Lâchez-vous maintenant !


Mais je ne vais pas me mettre à danser sur la table, je suis mauvais danseur. Je suis toujours dans la retenue car il est difficile de prendre du recul sitôt après le match. C'est une joie différente de celle d'un joueur, un peu plus contenue. J'ai tellement de pensées pour tout le monde. Réussir le doublé championnat-Coupe de la Ligue couronne une année vraiment exceptionnelle.

Après 93, vous entrez un peu plus dans l'histoire de l'OM.


C'est l'un des aspects qui m'ont fait accepter ce challenge. Marseille a été très important dans ma carrière de joueur. Je dis toujours que l'affectif ne doit pas rentrer en compte dans une décision professionnelle mais j'ai pris une décision affective lorsque j'ai décidé de prendre l'équipe il y a un an.
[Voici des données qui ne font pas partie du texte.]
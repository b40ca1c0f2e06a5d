//! Robot action choreography runner.
//!
//! Validates action documents and executes a named run against simulated
//! hardware, with the operator console standing in for the driver station.

use std::path::{Path, PathBuf};
use std::time::Duration;

use anyhow::{Context, Result, bail};
use clap::{Parser, Subcommand, ValueEnum};

use choreo::autonomous::{AutonomousRequest, run_autonomous};
use choreo::check::check_document;
use choreo::containment::Containment;
use choreo::core::types::{Alliance, Zone};
use choreo::exit_codes;
use choreo::io::classifier::FixedZone;
use choreo::io::control::ConsoleControl;
use choreo::io::hardware::SimulatedHardware;
use choreo::io::settings::{RunnerSettings, load_settings, write_settings};
use choreo::io::telemetry::ConsoleTelemetry;
use choreo::logging;

const DEFAULT_SETTINGS: &str = "settings.toml";

#[derive(Parser)]
#[command(
    name = "choreo",
    version,
    about = "Robot action choreography runner"
)]
struct Cli {
    #[command(subcommand)]
    command: Command,
}

#[derive(Subcommand)]
enum Command {
    /// Load one run from an action document and print its shape.
    Check {
        /// Run-selector (`OpMode` id) to load.
        #[arg(long)]
        run: String,
        /// Action document (defaults to the one named in settings).
        #[arg(long)]
        document: Option<PathBuf>,
        #[arg(long, default_value = DEFAULT_SETTINGS)]
        settings: PathBuf,
        /// Print the loaded configuration as JSON.
        #[arg(long)]
        json: bool,
    },
    /// Execute one run against simulated hardware.
    ///
    /// Press Enter to continue past a breakpoint; type `stop` to end the run.
    Run {
        #[arg(long)]
        run: String,
        #[arg(long, value_enum)]
        alliance: AllianceArg,
        /// Zone the classifier reports at the branch step.
        #[arg(long, value_enum, default_value_t = ZoneArg::Center)]
        zone: ZoneArg,
        #[arg(long, default_value = DEFAULT_SETTINGS)]
        settings: PathBuf,
        #[arg(long)]
        document: Option<PathBuf>,
        /// Length of the run period; a stop is requested when it ends.
        #[arg(long, default_value_t = 30)]
        max_run_secs: u64,
    },
    /// Write default settings.
    InitSettings {
        /// Overwrite an existing file.
        #[arg(short, long)]
        force: bool,
        #[arg(long, default_value = DEFAULT_SETTINGS)]
        settings: PathBuf,
    },
}

#[derive(Clone, Copy, ValueEnum)]
enum AllianceArg {
    Red,
    Blue,
    Unknown,
}

impl From<AllianceArg> for Alliance {
    fn from(arg: AllianceArg) -> Self {
        match arg {
            AllianceArg::Red => Alliance::Red,
            AllianceArg::Blue => Alliance::Blue,
            AllianceArg::Unknown => Alliance::Unknown,
        }
    }
}

#[derive(Clone, Copy, ValueEnum)]
enum ZoneArg {
    Left,
    Center,
    Right,
}

impl From<ZoneArg> for Zone {
    fn from(arg: ZoneArg) -> Self {
        match arg {
            ZoneArg::Left => Zone::Left,
            ZoneArg::Center => Zone::Center,
            ZoneArg::Right => Zone::Right,
        }
    }
}

fn main() {
    logging::init();
    let code = match run() {
        Ok(code) => code,
        Err(err) => {
            eprintln!("{err:#}");
            exit_codes::INVALID
        }
    };
    std::process::exit(code);
}

fn run() -> Result<i32> {
    let cli = Cli::parse();
    match cli.command {
        Command::Check {
            run,
            document,
            settings,
            json,
        } => cmd_check(&run, document, &settings, json),
        Command::Run {
            run,
            alliance,
            zone,
            settings,
            document,
            max_run_secs,
        } => {
            let mut settings = load_settings(&settings)?;
            if let Some(document) = document {
                settings.document_path = document;
            }
            let request = AutonomousRequest {
                run_selector: run,
                alliance: alliance.into(),
                settings,
            };
            Ok(cmd_run(&request, zone.into(), Duration::from_secs(max_run_secs)))
        }
        Command::InitSettings { force, settings } => cmd_init_settings(&settings, force),
    }
}

fn cmd_check(run: &str, document: Option<PathBuf>, settings: &Path, json: bool) -> Result<i32> {
    let document = match document {
        Some(document) => document,
        None => load_settings(settings)?.document_path,
    };
    let outcome = match check_document(&document, run) {
        Ok(outcome) => outcome,
        Err(err) => {
            eprintln!("{run}: {err}");
            return Ok(exit_codes::INVALID);
        }
    };
    if json {
        let payload = serde_json::to_string_pretty(&outcome).context("serialize check outcome")?;
        println!("{payload}");
        return Ok(exit_codes::OK);
    }

    let summary = &outcome.summary;
    println!("run: {}", summary.run_selector);
    println!("actions: {}", summary.actions);
    match &summary.branches {
        Some(branches) => {
            for (zone, steps) in branches {
                println!("branch {zone}: {steps}");
            }
        }
        None => println!("branch: none"),
    }
    if !summary.unsupported.is_empty() {
        println!("unsupported: {}", summary.unsupported.join(", "));
    }
    for problem in &summary.invalid {
        println!("invalid: {problem}");
    }
    Ok(exit_codes::OK)
}

fn cmd_run(request: &AutonomousRequest, zone: Zone, period: Duration) -> i32 {
    let mut hardware = SimulatedHardware::new([request.settings.drive.channel.clone()]);
    let control = ConsoleControl::spawn(period);
    let mut telemetry = ConsoleTelemetry::stdout();
    let mut classifier = FixedZone(zone);

    match run_autonomous(request, &mut hardware, &control, &mut telemetry, &mut classifier) {
        Containment::Completed => exit_codes::OK,
        Containment::Cancelled => exit_codes::CANCELLED,
        Containment::Held { fault, cycles } => {
            eprintln!(
                "{}: held after fault ({cycles} refreshes): {}",
                request.run_selector,
                fault.message().unwrap_or_default()
            );
            exit_codes::HELD
        }
    }
}

fn cmd_init_settings(path: &Path, force: bool) -> Result<i32> {
    if path.exists() && !force {
        bail!("{} already exists (use --force to overwrite)", path.display());
    }
    write_settings(path, &RunnerSettings::default())?;
    println!("wrote {}", path.display());
    Ok(exit_codes::OK)
}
Comme je l'avais fait en partant entraîner la Juve en Serie B. Voilà, c'est un renvoi d'ascenseur. Je savais que la saison serait excitante et difficile mais j'ai fait le bon choix, les gens qui m'ont conseillé aussi.

Rennes a failli gâcher la fête ?


On a eu le petit bras au moment de conclure. A la mi-temps, j'ai dit : « Stop, perdons ce match si l'on doit le perdre mais on sera toujours dans la meilleure position » . Il ne fallait pas avoir de regrets. J'ai encouragé les joueurs à se lâcher malgré le temps exécrable. C'est bien quand je suis revenu, on m'a dit : « Tu verras, il ne pleut jamais ici ! » . Tu parles, il a plu toute l'année.

Vous avez douté cette saison ?


Jamais. J'ai toujours cru dans le potentiel de cette équipe et dans le choix des joueurs et des hommes. Nous avons fait une bonne première moitié de saison à part ce match contre Auxerre qui plombe un peu tout. Du coup, j'ai passé l'un des pires Noël de ma vie. Après, il y a un match charnière, c'est l'élimination contre Benfica en Europa League qui nous permet sûrement d'être champions de France aujourd'hui. Trois jours après, on bat Lyon avec un peu plus de confiance. Le calendrier était ainsi fait qu'on s'est longtemps caché derrière nos deux matches en retard. Et puis nous avons fait la différence sur ces cinq matches en quatorze jours pour ne plus lâcher le leadership.

Vous avez gagné la Ligue des Champions comme joueur. Et maintenant comme entraîneur ?


Il faut être réaliste. J'ai dit qu'il serait important pour l'OM de redorer son blason sur la scène internationale mais ça veut dire sortir des poules. Pour avoir de l'ambition, il faut avoir des moyens et pour l'instant, je ne sais pas ceux que j'aurai.

C'est le plus beau moment de votre carrière d'entraîneur ?


Je ne vais pas me la raconter, enfin si, un peu quand même : j'ai été champion de Serie B, j'ai remporté deux Coupes de la Ligue et maintenant le titre de champion et disputé une finale de Ligue des Champions. Donc oui, c'est l'un des plus grands moments car un championnat dure de longs mois et c'est une récompense longue à venir.

L'environnement marseillais n'est pas si terrible finalement.


Je suis vacciné sur tout ce qui s'écrit sauf quand ça touche les joueurs. En début de semaine, un article a listé les partants certains, les possibles, etc... Dans la journée, des joueurs m'ont envoyé des texto inquiet. « Coach, info ? Intox ? » . Les articles influent sur les joueurs qui lisent et écoutent ce qui se dit. Cette année, j'ai avalé beaucoup de couleuvres et même quelques boas mais tu es obligé de composer.